• stoacı seneca, naturales quaestiones 1.13'te "quid est deus?" (tanrı nedir?) diye sorar ve cevabı yine kendi verir: "mens universi" yani "evrenin zihni" (zeitgeist'la karıştırılmamalı).

    açımlama aynı yerde devam eder: "quid est deus? quod uides totum, et quod non uides totum. sic demum magnitudo sua illi redditur, qua nihil maius excogitari potest, sic solus est omnia, opus suum et extra et intra tenet."

    "tanrı nedir? görebildiğin her şey, göremediğin her şey. onun haşmeti insan aklının sınırlarını aşar; ondan daha büyük hiçbir şey düşünülemez; böylece o yapıp ettiği her şeyin hem içinde hem de dışındadır."
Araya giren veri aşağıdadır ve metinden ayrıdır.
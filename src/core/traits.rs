//! Core traits

use crate::core::{FeatureVector, Problem};

/// Dataset abstraction over the supported input formats
pub trait Dataset: Send + Sync {
    /// Number of samples in the dataset
    fn len(&self) -> usize;

    /// Number of features (largest feature index)
    fn dim(&self) -> usize;

    /// Label of sample `i`
    ///
    /// # Panics
    /// Panics if index >= len()
    fn label(&self, i: usize) -> f64;

    /// Features of sample `i`
    ///
    /// # Panics
    /// Panics if index >= len()
    fn features(&self, i: usize) -> &FeatureVector;

    /// Get all labels as a vector
    fn labels(&self) -> Vec<f64> {
        (0..self.len()).map(|i| self.label(i)).collect()
    }

    /// Copy the samples into a training problem
    fn to_problem(&self) -> Problem {
        Problem {
            labels: self.labels(),
            vectors: (0..self.len()).map(|i| self.features(i).clone()).collect(),
        }
    }

    /// Check if the dataset is empty
    fn is_empty(&self) -> bool {
        self.len() == 0
    }
}

impl Dataset for Problem {
    fn len(&self) -> usize {
        self.labels.len()
    }

    fn dim(&self) -> usize {
        self.num_features()
    }

    fn label(&self, i: usize) -> f64 {
        self.labels[i]
    }

    fn features(&self, i: usize) -> &FeatureVector {
        &self.vectors[i]
    }

    fn to_problem(&self) -> Problem {
        self.clone()
    }
}
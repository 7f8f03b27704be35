//! Q matrices of the dual problems
//!
//! The solver only sees `Q` through [`QMatrix`]: one row per optimization
//! variable plus the diagonal. Rows come from an LRU [`KernelCache`].

use crate::cache::KernelCache;
use crate::core::FeatureVector;
use crate::kernel::{KernelFunction, KernelMatrix};
use std::rc::Rc;

/// Access to the quadratic term of the dual objective
pub trait QMatrix {
    /// Row `i` of Q over all variables
    fn row(&mut self, i: usize) -> Rc<[f64]>;

    /// Diagonal entries Q_ii
    fn diagonal(&self) -> &[f64];

    /// Number of optimization variables
    fn len(&self) -> usize {
        self.diagonal().len()
    }
}

/// Classification: Q_ij = y_i y_j K(x_i, x_j)
pub struct SvcQ<'a> {
    kernel: KernelMatrix<'a>,
    y: Vec<i8>,
    cache: KernelCache,
    qd: Vec<f64>,
}

impl<'a> SvcQ<'a> {
    pub fn new(
        vectors: Vec<&'a FeatureVector>,
        y: &[i8],
        kernel: KernelFunction,
        cache_bytes: usize,
    ) -> Self {
        let kernel = KernelMatrix::new(vectors, kernel);
        let qd = (0..kernel.len()).map(|i| kernel.eval(i, i)).collect();
        let cache = KernelCache::with_memory_limit(kernel.len(), cache_bytes);
        Self {
            kernel,
            y: y.to_vec(),
            cache,
            qd,
        }
    }
}

impl QMatrix for SvcQ<'_> {
    fn row(&mut self, i: usize) -> Rc<[f64]> {
        let Self {
            kernel, y, cache, ..
        } = self;
        cache.get_or_insert_with(i, || {
            (0..kernel.len())
                .map(|j| f64::from(y[i] * y[j]) * kernel.eval(i, j))
                .collect()
        })
    }

    fn diagonal(&self) -> &[f64] {
        &self.qd
    }
}

/// One-class: Q_ij = K(x_i, x_j)
pub struct OneClassQ<'a> {
    kernel: KernelMatrix<'a>,
    cache: KernelCache,
    qd: Vec<f64>,
}

impl<'a> OneClassQ<'a> {
    pub fn new(vectors: Vec<&'a FeatureVector>, kernel: KernelFunction, cache_bytes: usize) -> Self {
        let kernel = KernelMatrix::new(vectors, kernel);
        let qd = (0..kernel.len()).map(|i| kernel.eval(i, i)).collect();
        let cache = KernelCache::with_memory_limit(kernel.len(), cache_bytes);
        Self { kernel, cache, qd }
    }
}

impl QMatrix for OneClassQ<'_> {
    fn row(&mut self, i: usize) -> Rc<[f64]> {
        let Self { kernel, cache, .. } = self;
        cache.get_or_insert_with(i, || kernel.row(i))
    }

    fn diagonal(&self) -> &[f64] {
        &self.qd
    }
}

/// Regression: `2l` variables over `l` samples
///
/// Variable `k < l` is alpha_k with sign +1, variable `k >= l` is alpha*_{k-l}
/// with sign -1; Q_ij = s_i s_j K(x_{i mod l}, x_{j mod l}). Plain kernel
/// rows are cached by sample and signed rows by variable, each within half
/// of the memory budget, so alpha_k and alpha*_k share one kernel row.
pub struct SvrQ<'a> {
    kernel: KernelMatrix<'a>,
    cache: KernelCache,
    signed: KernelCache,
    qd: Vec<f64>,
}

impl<'a> SvrQ<'a> {
    pub fn new(vectors: Vec<&'a FeatureVector>, kernel: KernelFunction, cache_bytes: usize) -> Self {
        let kernel = KernelMatrix::new(vectors, kernel);
        let l = kernel.len();
        let qd = (0..2 * l).map(|k| kernel.eval(k % l, k % l)).collect();
        let cache = KernelCache::with_memory_limit(l, cache_bytes / 2);
        let signed = KernelCache::with_memory_limit(2 * l, cache_bytes / 2);
        Self {
            kernel,
            cache,
            signed,
            qd,
        }
    }
}

fn svr_sign(k: usize, l: usize) -> f64 {
    if k < l {
        1.0
    } else {
        -1.0
    }
}

impl QMatrix for SvrQ<'_> {
    fn row(&mut self, i: usize) -> Rc<[f64]> {
        let Self {
            kernel,
            cache,
            signed,
            ..
        } = self;
        let l = kernel.len();
        signed.get_or_insert_with(i, || {
            let sample = i % l;
            let krow = cache.get_or_insert_with(sample, || kernel.row(sample));
            let si = svr_sign(i, l);
            (0..2 * l).map(|j| si * svr_sign(j, l) * krow[j % l]).collect()
        })
    }

    fn diagonal(&self) -> &[f64] {
        &self.qd
    }
}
    böylece mens universi yani "evrenin zihni" olan tanrı, doğanın kendisine dönüşmüş olur. doğada bizi çevreleyen ne varsa ya da ne yoksa (natura ipsa), her şey bir bütünlük içinde tanrı'yı verir. şimdi bunu tanrı varsa niye bu kadar acı var söylemine yamayın; söylemi çözün.
  • "sonsuz karanlıktan sonra birdenbire günışığını görürsek, gökyüzü hakkında ne düşünürdük? ancak her gün göre göre kazanılan göz alışkanlığından dolayı ne her gün gördüklerimize şaşırırız ne de onların nedenlerini sorarız, çünkü olayların öneminden çok yeniliği bizi onların nedenlerini araştırmaya zorlar. gökyüzünün bu denli düzenli hareketlerini, yıldızların bu denli belirli düzenlerini ve her şeyin kendi arasında bağlantılı ve uyumlu olduğunu gördüğü halde bunlarda herhangi bir mantığın bulunduğunu inkar edecek ve bunların rastlantıyla olduğunu söyleyecek biri var mıdır? tüm bunlar öyle bir güçle yönetilir ki bu güce hiçbir biçimde erişemeyiz."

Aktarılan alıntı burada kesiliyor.